▸ WORK ORDER: Go over the data and copy out each line with "await" in it.

▸ MATERIAL SUPPLIED:
####################

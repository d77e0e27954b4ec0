use crate::bundle::{parse_bundle_with_options, ParseOptions};
use crate::identity::LeafIdentity;
use crate::policy::Policy;
use crate::verifiers::chain::VerifiedStatement;
use crate::verifiers::VerifierRegistry;
use crate::{AttestationError, Result};
use log::{debug, warn};
use serde::ser::SerializeStruct;
use serde::{Serialize, Serializer};
use std::sync::atomic::{AtomicBool, Ordering};
use std::sync::Arc;
use tokio::task::JoinSet;

/// How many bundles must verify for the artifact to pass
#[derive(Debug, Clone, Copy, PartialEq, Eq, Serialize)]
#[serde(rename_all = "kebab-case")]
pub enum VerificationMode {
    RequireAll,
    RequireAny,
}

#[derive(Debug, Clone, PartialEq, Eq)]
pub enum Outcome {
    Verified,
    Rejected(AttestationError),
}

impl Outcome {
    pub fn is_verified(&self) -> bool {
        matches!(self, Self::Verified)
    }

    pub fn rejection(&self) -> Option<&AttestationError> {
        match self {
            Self::Verified => None,
            Self::Rejected(e) => Some(e),
        }
    }
}

impl Serialize for Outcome {
    fn serialize<S: Serializer>(&self, serializer: S) -> std::result::Result<S::Ok, S::Error> {
        match self {
            Self::Verified => {
                let mut s = serializer.serialize_struct("Outcome", 1)?;
                s.serialize_field("status", "verified")?;
                s.end()
            }
            Self::Rejected(e) => {
                let mut s = serializer.serialize_struct("Outcome", 3)?;
                s.serialize_field("status", "rejected")?;
                s.serialize_field("category", &e.category())?;
                s.serialize_field("reason", &e.to_string())?;
                s.end()
            }
        }
    }
}

/// Result for one bundle. Identity and statement are present once chain
/// validation established them, even if policy later rejected the bundle.
#[derive(Debug, Clone, PartialEq, Serialize)]
#[serde(rename_all = "camelCase")]
pub struct VerificationResult {
    pub bundle_index: usize,
    pub verified_identity: Option<LeafIdentity>,
    pub statement: Option<VerifiedStatement>,
    pub outcome: Outcome,
}

impl VerificationResult {
    fn rejected(bundle_index: usize, error: AttestationError) -> Self {
        Self {
            bundle_index,
            verified_identity: None,
            statement: None,
            outcome: Outcome::Rejected(error),
        }
    }
}

#[derive(Debug, Clone, Copy, PartialEq, Eq, Serialize)]
#[serde(rename_all = "kebab-case")]
pub enum AggregateOutcome {
    AllVerified,
    PartiallyVerified,
    NoneVerified,
}

#[derive(Debug, Clone, PartialEq, Serialize)]
#[serde(rename_all = "camelCase")]
pub struct AggregateResult {
    pub artifact_digest: String,
    pub mode: VerificationMode,
    pub outcome: AggregateOutcome,
    /// One entry per input bundle, in input order
    pub results: Vec<VerificationResult>,
}

impl AggregateResult {
    fn new(artifact_digest: &str, mode: VerificationMode, results: Vec<VerificationResult>) -> Self {
        let verified = results.iter().filter(|r| r.outcome.is_verified()).count();
        let outcome = if verified == 0 {
            AggregateOutcome::NoneVerified
        } else if verified == results.len() {
            AggregateOutcome::AllVerified
        } else {
            AggregateOutcome::PartiallyVerified
        };

        Self {
            artifact_digest: artifact_digest.to_string(),
            mode,
            outcome,
            results,
        }
    }

    pub fn is_success(&self) -> bool {
        match self.mode {
            VerificationMode::RequireAll => self.outcome == AggregateOutcome::AllVerified,
            VerificationMode::RequireAny => self.outcome != AggregateOutcome::NoneVerified,
        }
    }

    pub fn verified(&self) -> impl Iterator<Item = &VerificationResult> {
        self.results.iter().filter(|r| r.outcome.is_verified())
    }
}

/// Cooperative cancellation flag, checked before each bundle starts
#[derive(Debug, Clone, Default)]
pub struct Cancellation(Arc<AtomicBool>);

impl Cancellation {
    pub fn new() -> Self {
        Self::default()
    }

    pub fn cancel(&self) {
        self.0.store(true, Ordering::SeqCst);
    }

    pub fn is_cancelled(&self) -> bool {
        self.0.load(Ordering::SeqCst)
    }
}

/// Runs parse, issuer resolution, verifier selection, chain validation and
/// policy evaluation for every bundle of an artifact. A bundle's failure is
/// recorded in its own result and never stops the others.
#[derive(Debug, Clone)]
pub struct VerificationOrchestrator {
    registry: Arc<VerifierRegistry>,
    preselected_provider: Option<String>,
    parse_options: ParseOptions,
}

impl VerificationOrchestrator {
    pub fn new(registry: Arc<VerifierRegistry>) -> Self {
        Self {
            registry,
            preselected_provider: None,
            parse_options: ParseOptions::default(),
        }
    }

    /// Provider to use for bundles signed with a key instead of a certificate
    pub fn with_preselected_provider(mut self, provider: impl Into<String>) -> Self {
        self.preselected_provider = Some(provider.into());
        self
    }

    pub fn with_parse_options(mut self, options: ParseOptions) -> Self {
        self.parse_options = options;
        self
    }

    pub fn verify_artifact<B: AsRef<[u8]>>(
        &self,
        artifact_digest: &str,
        bundles: &[B],
        policy: &Policy,
        mode: VerificationMode,
    ) -> AggregateResult {
        self.verify_artifact_cancellable(artifact_digest, bundles, policy, mode, &Cancellation::new())
    }

    pub fn verify_artifact_cancellable<B: AsRef<[u8]>>(
        &self,
        artifact_digest: &str,
        bundles: &[B],
        policy: &Policy,
        mode: VerificationMode,
        cancellation: &Cancellation,
    ) -> AggregateResult {
        debug!("Verifying {} bundles for {}", bundles.len(), artifact_digest);

        let results = bundles
            .iter()
            .enumerate()
            .map(|(index, raw)| {
                if cancellation.is_cancelled() {
                    debug!("Bundle {}: not started, verification cancelled", index);
                    return VerificationResult::rejected(index, AttestationError::Cancelled);
                }
                self.verify_bundle(index, raw.as_ref(), artifact_digest, policy)
            })
            .collect();

        AggregateResult::new(artifact_digest, mode, results)
    }

    /// Verify bundles concurrently on blocking worker threads
    pub async fn verify_artifact_parallel(
        &self,
        artifact_digest: &str,
        bundles: Vec<Vec<u8>>,
        policy: &Policy,
        mode: VerificationMode,
    ) -> AggregateResult {
        self.verify_artifact_parallel_cancellable(artifact_digest, bundles, policy, mode, &Cancellation::new())
            .await
    }

    /// Parallel run that skips bundles whose worker starts after cancellation
    pub async fn verify_artifact_parallel_cancellable(
        &self,
        artifact_digest: &str,
        bundles: Vec<Vec<u8>>,
        policy: &Policy,
        mode: VerificationMode,
        cancellation: &Cancellation,
    ) -> AggregateResult {
        debug!("Verifying {} bundles in parallel for {}", bundles.len(), artifact_digest);

        let count = bundles.len();
        let mut tasks = JoinSet::new();

        for (index, raw) in bundles.into_iter().enumerate() {
            let orchestrator = self.clone();
            let policy = policy.clone();
            let digest = artifact_digest.to_string();
            let cancellation = cancellation.clone();
            tasks.spawn_blocking(move || {
                if cancellation.is_cancelled() {
                    debug!("Bundle {}: not started, verification cancelled", index);
                    return VerificationResult::rejected(index, AttestationError::Cancelled);
                }
                orchestrator.verify_bundle(index, &raw, &digest, &policy)
            });
        }

        let mut slots: Vec<Option<VerificationResult>> = vec![None; count];
        while let Some(joined) = tasks.join_next().await {
            match joined {
                Ok(result) => {
                    let index = result.bundle_index;
                    slots[index] = Some(result);
                }
                Err(e) => warn!("Verification task did not complete: {}", e),
            }
        }

        let results = slots
            .into_iter()
            .enumerate()
            .map(|(index, slot)| {
                slot.unwrap_or_else(|| VerificationResult::rejected(index, AttestationError::Cancelled))
            })
            .collect();

        AggregateResult::new(artifact_digest, mode, results)
    }

    fn verify_bundle(&self, index: usize, raw: &[u8], artifact_digest: &str, policy: &Policy) -> VerificationResult {
        let mut verified_identity = None;
        let mut statement = None;

        let outcome = match self.run_pipeline(
            index,
            raw,
            artifact_digest,
            policy,
            &mut verified_identity,
            &mut statement,
        ) {
            Ok(()) => {
                debug!("Bundle {}: verified", index);
                Outcome::Verified
            }
            Err(e) => {
                debug!("Bundle {}: rejected: {}", index, e);
                Outcome::Rejected(e)
            }
        };

        VerificationResult {
            bundle_index: index,
            verified_identity,
            statement,
            outcome,
        }
    }

    fn run_pipeline(
        &self,
        index: usize,
        raw: &[u8],
        artifact_digest: &str,
        policy: &Policy,
        verified_identity: &mut Option<LeafIdentity>,
        statement: &mut Option<VerifiedStatement>,
    ) -> Result<()> {
        let bundle = parse_bundle_with_options(raw, &self.parse_options)?;
        debug!("Bundle {}: parsed {:?} bundle", index, bundle.version);

        let issuer = self
            .registry
            .resolver()
            .resolve_with_selection(&bundle, self.preselected_provider.as_deref())?;
        debug!("Bundle {}: issuer resolved to {}", index, issuer);

        let verifier = self.registry.choose_verifier(&issuer)?;
        let validated = verifier.verify(&bundle)?;
        debug!(
            "Bundle {}: chain validated, signed at {:?}",
            index, validated.signing_time
        );

        let identity = verified_identity.insert(validated.identity);
        let statement = statement.insert(validated.statement);

        policy.evaluate(identity)?;
        policy.evaluate_statement(statement.statement.as_ref(), artifact_digest)
    }
}
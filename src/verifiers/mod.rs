pub mod chain;
pub mod tlog;

use crate::bundle::AttestationBundle;
use crate::issuer::{IssuerId, IssuerResolver};
use crate::trust_root::{TrustRoot, TrustRootProvider};
use crate::{AttestationError, Result};
use chain::{ChainRules, ValidatedChain};
use log::{debug, warn};
use serde::{Deserialize, Serialize};
use std::collections::{BTreeMap, HashMap};
use std::sync::Arc;

/// Kind of signing authority a provider represents
#[derive(Debug, Clone, Copy, PartialEq, Eq, Hash, Serialize, Deserialize)]
#[serde(rename_all = "kebab-case")]
pub enum ProviderKind {
    /// The public Sigstore instance (Fulcio + Rekor)
    PublicGood,
    /// GitHub's own Sigstore instance
    #[serde(rename = "github")]
    GitHub,
    /// A self-hosted or enterprise instance
    Private,
}

impl ProviderKind {
    pub fn default_rules(self) -> ChainRules {
        match self {
            Self::PublicGood | Self::GitHub | Self::Private => ChainRules::default(),
        }
    }
}

/// Configuration for one provider
#[derive(Debug, Clone, PartialEq, Eq, Deserialize)]
#[serde(rename_all = "camelCase")]
pub struct ProviderConfig {
    pub name: String,
    pub kind: ProviderKind,
    /// OIDC issuer URLs whose certificates this provider verifies
    #[serde(default)]
    pub issuers: Vec<String>,
    #[serde(default = "default_enabled")]
    pub enabled: bool,
    /// Overrides the kind's default
    #[serde(default)]
    pub require_transparency_log: Option<bool>,
    #[serde(default)]
    pub tlog_threshold: Option<usize>,
}

fn default_enabled() -> bool {
    true
}

impl ProviderConfig {
    pub fn new(name: impl Into<String>, kind: ProviderKind) -> Self {
        Self {
            name: name.into(),
            kind,
            issuers: Vec::new(),
            enabled: true,
            require_transparency_log: None,
            tlog_threshold: None,
        }
    }

    pub fn with_issuer(mut self, issuer: impl Into<String>) -> Self {
        self.issuers.push(issuer.into());
        self
    }

    pub fn disabled(mut self) -> Self {
        self.enabled = false;
        self
    }

    pub fn with_tlog_threshold(mut self, threshold: usize) -> Self {
        self.tlog_threshold = Some(threshold);
        self
    }

    pub fn rules(&self) -> ChainRules {
        let mut rules = self.kind.default_rules();
        if let Some(required) = self.require_transparency_log {
            rules.require_transparency_log = required;
        }
        if self.tlog_threshold.is_some() {
            rules.tlog_threshold = self.tlog_threshold;
        }
        rules
    }
}

#[derive(Debug, Clone, Default, PartialEq, Eq, Deserialize)]
pub struct VerifierConfig {
    #[serde(default)]
    pub providers: Vec<ProviderConfig>,
}

impl VerifierConfig {
    pub fn new(providers: Vec<ProviderConfig>) -> Self {
        Self { providers }
    }

    pub fn from_json(json: &str) -> Result<Self> {
        let config: Self = serde_json::from_str(json)
            .map_err(|e| AttestationError::Config(format!("Failed to parse verifier config: {}", e)))?;
        config.validate()?;
        Ok(config)
    }

    fn validate(&self) -> Result<()> {
        let mut seen = Vec::new();
        for provider in &self.providers {
            if provider.name.is_empty() {
                return Err(AttestationError::Config("provider with an empty name".into()));
            }
            if seen.contains(&provider.name.as_str()) {
                return Err(AttestationError::Config(format!(
                    "provider '{}' is configured twice",
                    provider.name
                )));
            }
            if provider.tlog_threshold == Some(0) {
                return Err(AttestationError::Config(format!(
                    "provider '{}' has a transparency log threshold of 0",
                    provider.name
                )));
            }
            seen.push(provider.name.as_str());
        }
        Ok(())
    }

    /// Issuer table built from every provider, disabled ones included, so an
    /// issuer of a disabled provider is reported as disabled rather than
    /// unrecognized.
    pub fn resolver(&self) -> Result<IssuerResolver> {
        self.providers.iter().try_fold(IssuerResolver::new(), |resolver, provider| {
            provider
                .issuers
                .iter()
                .try_fold(resolver, |r, issuer| r.with_issuer(issuer.as_str(), provider.name.as_str()))
        })
    }
}

/// A trust root bound to the rules of the provider it belongs to
#[derive(Debug, Clone)]
pub struct Verifier {
    provider: String,
    kind: ProviderKind,
    trust_root: Arc<TrustRoot>,
    rules: ChainRules,
}

impl Verifier {
    pub fn new(provider: impl Into<String>, kind: ProviderKind, trust_root: Arc<TrustRoot>, rules: ChainRules) -> Self {
        Self {
            provider: provider.into(),
            kind,
            trust_root,
            rules,
        }
    }

    pub fn provider(&self) -> &str {
        &self.provider
    }

    pub fn kind(&self) -> ProviderKind {
        self.kind
    }

    pub fn trust_root(&self) -> &TrustRoot {
        &self.trust_root
    }

    pub fn rules(&self) -> &ChainRules {
        &self.rules
    }

    /// Validate certificate path, log entries and envelope signature
    pub fn verify(&self, bundle: &AttestationBundle) -> Result<ValidatedChain> {
        debug!("Verifying bundle with {} ({:?}) verifier", self.provider, self.kind);
        chain::validate(bundle, &self.trust_root, &self.rules)
    }
}

#[derive(Debug, Clone)]
enum Slot {
    Ready(Arc<Verifier>),
    Disabled,
    Unavailable(String),
}

/// Provider name to verifier, built once at startup and shared read-only
#[derive(Debug, Clone)]
pub struct VerifierRegistry {
    resolver: IssuerResolver,
    slots: HashMap<String, Slot>,
}

impl VerifierRegistry {
    /// Build from trust roots that were loaded ahead of time.
    ///
    /// `roots` holds the outcome of loading each provider's trust root; a
    /// failed or missing load leaves that provider unavailable.
    pub fn from_roots(
        config: &VerifierConfig,
        mut roots: BTreeMap<String, std::result::Result<TrustRoot, String>>,
    ) -> Result<Self> {
        config.validate()?;
        let resolver = config.resolver()?;
        let mut slots = HashMap::new();

        for provider in &config.providers {
            let slot = if !provider.enabled {
                Slot::Disabled
            } else {
                match roots.remove(&provider.name) {
                    Some(Ok(root)) => Slot::Ready(Arc::new(Verifier::new(
                        provider.name.as_str(),
                        provider.kind,
                        Arc::new(root),
                        provider.rules(),
                    ))),
                    Some(Err(reason)) => Slot::Unavailable(reason),
                    None => Slot::Unavailable("no trust root was loaded".into()),
                }
            };
            slots.insert(provider.name.clone(), slot);
        }

        Ok(Self { resolver, slots })
    }

    /// Load a trust root for every enabled provider, once
    pub async fn load(config: &VerifierConfig, provider: &dyn TrustRootProvider) -> Result<Self> {
        let mut roots = BTreeMap::new();

        for p in config.providers.iter().filter(|p| p.enabled) {
            debug!("Loading trust root for {} via {}", p.name, provider.provider_type());
            let root = match provider.trust_root(&p.name).await {
                Ok(root) => Ok(root),
                Err(e) => {
                    warn!("Failed to load trust root for {}: {}", p.name, e);
                    Err(e.to_string())
                }
            };
            roots.insert(p.name.clone(), root);
        }

        Self::from_roots(config, roots)
    }

    pub fn resolver(&self) -> &IssuerResolver {
        &self.resolver
    }

    /// Pick the verifier for a resolved issuer
    pub fn choose_verifier(&self, issuer: &IssuerId) -> Result<Arc<Verifier>> {
        match self.slots.get(issuer.provider()) {
            Some(Slot::Ready(verifier)) => Ok(Arc::clone(verifier)),
            Some(Slot::Disabled) => Err(AttestationError::ProviderDisabled(issuer.to_string())),
            Some(Slot::Unavailable(reason)) => Err(AttestationError::ProviderUnavailable {
                provider: issuer.to_string(),
                reason: reason.clone(),
            }),
            None => Err(AttestationError::UnrecognizedIssuer(format!(
                "provider '{}' is not configured",
                issuer
            ))),
        }
    }
}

####################

▸ RESPONSE FOR THIS EXERCISE:
            .await
        while let Some(joined) = tasks.join_next().await {
            let root = match provider.trust_root(&p.name).await {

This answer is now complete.